Aim of the exercise: The lines from the start of the records through the one containing "impl OrchestrationProgress for ProgressReporter" are to be restated word for word; please include both ends.

**** Recorded information

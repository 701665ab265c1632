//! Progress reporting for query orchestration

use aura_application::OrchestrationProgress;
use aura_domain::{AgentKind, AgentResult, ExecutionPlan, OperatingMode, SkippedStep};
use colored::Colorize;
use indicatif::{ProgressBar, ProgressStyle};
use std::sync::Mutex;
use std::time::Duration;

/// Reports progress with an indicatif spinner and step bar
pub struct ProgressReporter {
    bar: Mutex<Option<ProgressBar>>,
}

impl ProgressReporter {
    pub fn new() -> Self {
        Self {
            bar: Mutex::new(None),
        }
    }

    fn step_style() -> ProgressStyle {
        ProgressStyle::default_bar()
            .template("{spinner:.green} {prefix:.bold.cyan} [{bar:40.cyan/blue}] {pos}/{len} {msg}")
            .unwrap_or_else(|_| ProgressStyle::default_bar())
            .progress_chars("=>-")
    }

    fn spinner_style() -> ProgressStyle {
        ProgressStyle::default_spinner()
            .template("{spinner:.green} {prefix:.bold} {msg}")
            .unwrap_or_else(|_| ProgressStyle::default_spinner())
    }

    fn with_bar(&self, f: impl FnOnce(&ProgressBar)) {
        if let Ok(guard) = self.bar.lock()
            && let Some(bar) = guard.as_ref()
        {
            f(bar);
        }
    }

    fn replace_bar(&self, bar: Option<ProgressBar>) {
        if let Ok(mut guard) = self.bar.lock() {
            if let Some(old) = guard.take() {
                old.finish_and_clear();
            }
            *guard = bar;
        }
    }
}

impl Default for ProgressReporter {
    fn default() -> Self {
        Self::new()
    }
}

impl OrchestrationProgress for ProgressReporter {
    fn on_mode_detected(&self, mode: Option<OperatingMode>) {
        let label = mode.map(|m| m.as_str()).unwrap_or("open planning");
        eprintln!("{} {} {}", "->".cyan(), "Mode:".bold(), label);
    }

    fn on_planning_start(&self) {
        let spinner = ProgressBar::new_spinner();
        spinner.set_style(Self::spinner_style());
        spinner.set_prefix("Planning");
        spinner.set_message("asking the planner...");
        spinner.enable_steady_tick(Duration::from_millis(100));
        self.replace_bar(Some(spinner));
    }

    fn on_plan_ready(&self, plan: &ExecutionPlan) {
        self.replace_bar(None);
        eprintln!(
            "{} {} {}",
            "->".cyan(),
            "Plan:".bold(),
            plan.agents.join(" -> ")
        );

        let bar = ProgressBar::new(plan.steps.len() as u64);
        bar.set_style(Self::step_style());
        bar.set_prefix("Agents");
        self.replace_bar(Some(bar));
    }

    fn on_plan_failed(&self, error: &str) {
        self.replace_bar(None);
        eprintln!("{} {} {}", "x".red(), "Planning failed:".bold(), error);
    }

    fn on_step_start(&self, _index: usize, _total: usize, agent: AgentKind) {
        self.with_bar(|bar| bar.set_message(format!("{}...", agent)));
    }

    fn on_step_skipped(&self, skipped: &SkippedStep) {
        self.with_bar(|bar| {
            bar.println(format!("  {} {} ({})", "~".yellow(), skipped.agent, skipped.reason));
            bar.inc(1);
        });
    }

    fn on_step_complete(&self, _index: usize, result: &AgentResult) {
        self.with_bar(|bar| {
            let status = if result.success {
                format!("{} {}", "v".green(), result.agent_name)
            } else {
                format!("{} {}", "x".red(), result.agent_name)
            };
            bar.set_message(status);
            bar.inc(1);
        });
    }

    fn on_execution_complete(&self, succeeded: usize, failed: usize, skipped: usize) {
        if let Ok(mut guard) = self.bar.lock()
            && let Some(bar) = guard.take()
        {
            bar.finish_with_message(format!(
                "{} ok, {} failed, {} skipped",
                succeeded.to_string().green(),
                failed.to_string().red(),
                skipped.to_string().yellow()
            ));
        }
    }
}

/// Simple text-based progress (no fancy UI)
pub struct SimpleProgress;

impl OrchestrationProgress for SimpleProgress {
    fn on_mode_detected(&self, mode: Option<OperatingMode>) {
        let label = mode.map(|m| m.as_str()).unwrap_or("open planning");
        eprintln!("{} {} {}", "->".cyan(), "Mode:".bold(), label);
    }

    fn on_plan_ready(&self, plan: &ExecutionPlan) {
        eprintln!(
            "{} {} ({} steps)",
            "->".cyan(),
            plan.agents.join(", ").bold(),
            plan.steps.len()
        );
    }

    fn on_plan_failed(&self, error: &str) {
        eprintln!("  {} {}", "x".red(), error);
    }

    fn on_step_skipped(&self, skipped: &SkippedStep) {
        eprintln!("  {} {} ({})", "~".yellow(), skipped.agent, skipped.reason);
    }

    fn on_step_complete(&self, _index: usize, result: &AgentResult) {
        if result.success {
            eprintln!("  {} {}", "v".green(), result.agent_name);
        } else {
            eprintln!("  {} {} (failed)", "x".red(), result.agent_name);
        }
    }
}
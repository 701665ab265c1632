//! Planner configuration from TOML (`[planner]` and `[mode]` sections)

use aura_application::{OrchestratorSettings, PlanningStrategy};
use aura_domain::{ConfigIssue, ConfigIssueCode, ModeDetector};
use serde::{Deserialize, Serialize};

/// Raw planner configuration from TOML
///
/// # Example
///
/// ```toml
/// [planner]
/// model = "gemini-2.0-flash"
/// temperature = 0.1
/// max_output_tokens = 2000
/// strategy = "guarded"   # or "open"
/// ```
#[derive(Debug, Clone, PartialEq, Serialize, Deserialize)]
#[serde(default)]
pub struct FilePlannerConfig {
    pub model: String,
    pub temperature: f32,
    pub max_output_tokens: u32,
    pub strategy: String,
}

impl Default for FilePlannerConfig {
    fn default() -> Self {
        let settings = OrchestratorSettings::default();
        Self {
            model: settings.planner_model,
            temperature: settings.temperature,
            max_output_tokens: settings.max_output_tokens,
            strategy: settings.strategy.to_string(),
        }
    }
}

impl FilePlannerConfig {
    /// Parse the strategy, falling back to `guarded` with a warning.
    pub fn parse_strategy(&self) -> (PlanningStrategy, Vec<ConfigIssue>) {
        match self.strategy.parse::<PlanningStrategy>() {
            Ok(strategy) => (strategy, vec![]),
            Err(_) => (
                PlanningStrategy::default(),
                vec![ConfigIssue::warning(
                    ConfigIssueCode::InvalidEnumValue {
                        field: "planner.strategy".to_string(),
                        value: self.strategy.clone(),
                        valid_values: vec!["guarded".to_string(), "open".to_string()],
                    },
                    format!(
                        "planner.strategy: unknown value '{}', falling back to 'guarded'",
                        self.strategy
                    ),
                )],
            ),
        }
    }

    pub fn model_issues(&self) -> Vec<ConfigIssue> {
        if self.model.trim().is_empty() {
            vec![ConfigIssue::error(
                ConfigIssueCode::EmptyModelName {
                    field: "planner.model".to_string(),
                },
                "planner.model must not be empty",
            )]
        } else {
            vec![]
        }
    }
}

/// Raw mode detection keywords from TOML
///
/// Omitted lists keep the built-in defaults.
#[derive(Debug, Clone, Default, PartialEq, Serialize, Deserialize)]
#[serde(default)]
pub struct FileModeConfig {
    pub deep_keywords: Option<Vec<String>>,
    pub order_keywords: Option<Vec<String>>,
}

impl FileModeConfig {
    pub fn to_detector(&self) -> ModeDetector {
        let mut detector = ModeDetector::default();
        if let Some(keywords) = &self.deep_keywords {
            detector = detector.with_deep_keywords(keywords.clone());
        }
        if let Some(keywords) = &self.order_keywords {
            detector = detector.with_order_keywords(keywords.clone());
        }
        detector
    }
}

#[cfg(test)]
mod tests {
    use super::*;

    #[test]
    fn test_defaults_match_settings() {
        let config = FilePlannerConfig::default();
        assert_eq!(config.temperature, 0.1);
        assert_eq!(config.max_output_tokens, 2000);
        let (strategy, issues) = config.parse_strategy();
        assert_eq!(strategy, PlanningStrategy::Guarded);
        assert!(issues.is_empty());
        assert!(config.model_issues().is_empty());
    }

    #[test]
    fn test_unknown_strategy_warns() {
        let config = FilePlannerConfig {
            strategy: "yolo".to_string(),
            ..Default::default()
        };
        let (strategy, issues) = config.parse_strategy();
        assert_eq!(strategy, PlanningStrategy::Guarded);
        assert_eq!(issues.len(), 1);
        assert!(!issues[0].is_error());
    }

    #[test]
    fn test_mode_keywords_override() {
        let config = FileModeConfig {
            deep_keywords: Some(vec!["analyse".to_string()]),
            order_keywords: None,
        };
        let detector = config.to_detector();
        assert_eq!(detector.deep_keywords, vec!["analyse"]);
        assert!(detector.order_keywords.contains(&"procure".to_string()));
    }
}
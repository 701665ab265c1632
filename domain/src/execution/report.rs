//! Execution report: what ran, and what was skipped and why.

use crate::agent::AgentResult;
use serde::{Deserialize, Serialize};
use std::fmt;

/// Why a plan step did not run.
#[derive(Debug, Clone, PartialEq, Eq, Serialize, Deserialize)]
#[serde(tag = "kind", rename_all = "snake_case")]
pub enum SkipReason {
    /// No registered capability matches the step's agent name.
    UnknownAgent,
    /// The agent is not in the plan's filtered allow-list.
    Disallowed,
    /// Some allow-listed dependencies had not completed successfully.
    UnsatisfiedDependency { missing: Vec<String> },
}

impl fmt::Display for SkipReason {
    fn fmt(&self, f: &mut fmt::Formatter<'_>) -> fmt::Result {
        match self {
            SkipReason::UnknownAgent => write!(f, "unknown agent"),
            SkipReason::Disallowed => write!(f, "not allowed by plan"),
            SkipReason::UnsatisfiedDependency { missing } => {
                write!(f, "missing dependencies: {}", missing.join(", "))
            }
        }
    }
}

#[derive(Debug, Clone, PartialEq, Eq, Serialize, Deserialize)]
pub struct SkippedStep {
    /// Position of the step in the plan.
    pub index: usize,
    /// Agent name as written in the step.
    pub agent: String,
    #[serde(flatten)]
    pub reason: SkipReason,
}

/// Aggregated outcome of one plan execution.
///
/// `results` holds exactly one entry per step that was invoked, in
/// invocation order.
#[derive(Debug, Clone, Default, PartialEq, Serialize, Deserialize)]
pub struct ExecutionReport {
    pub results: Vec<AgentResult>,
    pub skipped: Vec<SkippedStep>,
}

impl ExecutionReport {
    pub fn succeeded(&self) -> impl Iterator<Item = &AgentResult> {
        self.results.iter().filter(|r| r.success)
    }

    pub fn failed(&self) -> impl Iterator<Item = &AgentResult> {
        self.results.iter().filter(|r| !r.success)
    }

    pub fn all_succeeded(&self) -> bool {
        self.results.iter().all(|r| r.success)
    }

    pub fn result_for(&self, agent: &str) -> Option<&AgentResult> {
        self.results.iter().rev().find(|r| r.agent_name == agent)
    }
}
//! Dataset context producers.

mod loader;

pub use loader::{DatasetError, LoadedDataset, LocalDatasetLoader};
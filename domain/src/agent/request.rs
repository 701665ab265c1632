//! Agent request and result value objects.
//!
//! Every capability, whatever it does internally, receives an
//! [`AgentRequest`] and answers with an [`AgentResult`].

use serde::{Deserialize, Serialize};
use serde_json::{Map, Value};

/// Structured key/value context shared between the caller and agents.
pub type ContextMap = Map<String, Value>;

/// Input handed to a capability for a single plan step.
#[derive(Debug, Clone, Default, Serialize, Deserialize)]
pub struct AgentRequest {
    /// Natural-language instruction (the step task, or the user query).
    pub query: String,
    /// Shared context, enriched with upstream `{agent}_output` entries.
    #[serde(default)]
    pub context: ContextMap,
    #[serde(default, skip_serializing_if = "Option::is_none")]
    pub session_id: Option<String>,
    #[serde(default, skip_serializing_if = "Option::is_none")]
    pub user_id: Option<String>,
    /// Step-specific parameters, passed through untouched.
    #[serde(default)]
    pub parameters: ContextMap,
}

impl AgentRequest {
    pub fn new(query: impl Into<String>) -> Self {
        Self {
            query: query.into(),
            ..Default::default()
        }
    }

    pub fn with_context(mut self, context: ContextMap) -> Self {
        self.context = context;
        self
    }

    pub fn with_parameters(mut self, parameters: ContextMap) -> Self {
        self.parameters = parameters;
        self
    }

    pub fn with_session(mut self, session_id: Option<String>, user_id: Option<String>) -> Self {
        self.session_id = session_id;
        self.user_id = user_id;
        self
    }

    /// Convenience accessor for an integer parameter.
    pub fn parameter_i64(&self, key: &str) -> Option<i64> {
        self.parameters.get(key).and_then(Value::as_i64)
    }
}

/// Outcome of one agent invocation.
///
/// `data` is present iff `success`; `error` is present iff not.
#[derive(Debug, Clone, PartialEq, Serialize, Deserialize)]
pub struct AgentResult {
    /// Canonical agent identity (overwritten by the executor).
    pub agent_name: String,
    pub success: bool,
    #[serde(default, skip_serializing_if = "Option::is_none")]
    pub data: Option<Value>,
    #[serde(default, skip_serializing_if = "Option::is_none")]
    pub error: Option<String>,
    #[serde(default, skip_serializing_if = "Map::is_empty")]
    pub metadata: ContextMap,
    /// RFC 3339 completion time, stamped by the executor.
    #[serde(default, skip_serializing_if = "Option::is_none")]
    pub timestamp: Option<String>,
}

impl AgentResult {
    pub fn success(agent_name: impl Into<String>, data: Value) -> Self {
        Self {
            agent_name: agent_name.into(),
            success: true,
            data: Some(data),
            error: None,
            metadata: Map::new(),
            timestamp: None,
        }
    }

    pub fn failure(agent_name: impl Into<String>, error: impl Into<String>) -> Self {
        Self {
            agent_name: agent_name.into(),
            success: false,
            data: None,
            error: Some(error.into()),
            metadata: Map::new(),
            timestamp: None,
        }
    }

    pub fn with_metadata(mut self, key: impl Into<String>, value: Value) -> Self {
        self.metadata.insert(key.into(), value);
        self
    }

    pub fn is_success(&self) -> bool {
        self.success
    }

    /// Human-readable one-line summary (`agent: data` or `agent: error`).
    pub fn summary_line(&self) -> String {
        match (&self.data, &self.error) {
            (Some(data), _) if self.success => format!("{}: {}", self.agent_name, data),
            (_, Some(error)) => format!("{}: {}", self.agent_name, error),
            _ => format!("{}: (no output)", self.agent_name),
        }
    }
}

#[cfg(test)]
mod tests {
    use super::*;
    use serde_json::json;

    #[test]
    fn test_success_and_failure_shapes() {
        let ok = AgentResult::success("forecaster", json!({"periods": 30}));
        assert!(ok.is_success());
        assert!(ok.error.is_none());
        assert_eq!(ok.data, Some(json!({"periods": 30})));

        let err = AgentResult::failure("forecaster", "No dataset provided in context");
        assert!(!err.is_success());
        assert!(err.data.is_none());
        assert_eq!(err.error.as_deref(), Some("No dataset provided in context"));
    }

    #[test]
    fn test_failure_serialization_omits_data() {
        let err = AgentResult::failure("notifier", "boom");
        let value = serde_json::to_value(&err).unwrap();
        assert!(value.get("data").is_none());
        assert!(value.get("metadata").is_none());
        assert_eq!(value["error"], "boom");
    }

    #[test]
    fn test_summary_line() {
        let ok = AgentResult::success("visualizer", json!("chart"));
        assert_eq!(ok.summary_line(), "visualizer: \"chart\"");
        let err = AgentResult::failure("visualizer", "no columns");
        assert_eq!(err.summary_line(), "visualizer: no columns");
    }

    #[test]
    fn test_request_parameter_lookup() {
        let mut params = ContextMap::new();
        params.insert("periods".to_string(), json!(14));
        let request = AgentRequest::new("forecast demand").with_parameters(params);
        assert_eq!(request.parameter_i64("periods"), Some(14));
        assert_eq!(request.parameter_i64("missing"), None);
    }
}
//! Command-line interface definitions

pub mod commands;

********

Result of the task:
repository 701665ab265c1632
//! Progress reporting for query orchestration

use aura_application::OrchestrationProgress;
use aura_domain::{AgentKind, AgentResult, ExecutionPlan, OperatingMode, SkippedStep};
use colored::Colorize;
use indicatif::{ProgressBar, ProgressStyle};
use std::sync::Mutex;
use std::time::Duration;

/// Reports progress with an indicatif spinner and step bar
pub struct ProgressReporter {
    bar: Mutex<Option<ProgressBar>>,
}

impl ProgressReporter {
    pub fn new() -> Self {
        Self {
            bar: Mutex::new(None),
        }
    }

    fn step_style() -> ProgressStyle {
        ProgressStyle::default_bar()
            .template("{spinner:.green} {prefix:.bold.cyan} [{bar:40.cyan/blue}] {pos}/{len} {msg}")
            .unwrap_or_else(|_| ProgressStyle::default_bar())
            .progress_chars("=>-")
    }

    fn spinner_style() -> ProgressStyle {
        ProgressStyle::default_spinner()
            .template("{spinner:.green} {prefix:.bold} {msg}")
            .unwrap_or_else(|_| ProgressStyle::default_spinner())
    }

    fn with_bar(&self, f: impl FnOnce(&ProgressBar)) {
        if let Ok(guard) = self.bar.lock()
            && let Some(bar) = guard.as_ref()
        {
            f(bar);
        }
    }

    fn replace_bar(&self, bar: Option<ProgressBar>) {
        if let Ok(mut guard) = self.bar.lock() {
            if let Some(old) = guard.take() {
                old.finish_and_clear();
            }
            *guard = bar;
        }
    }
}

impl Default for ProgressReporter {
    fn default() -> Self {
        Self::new()
    }
}

impl OrchestrationProgress for ProgressReporter {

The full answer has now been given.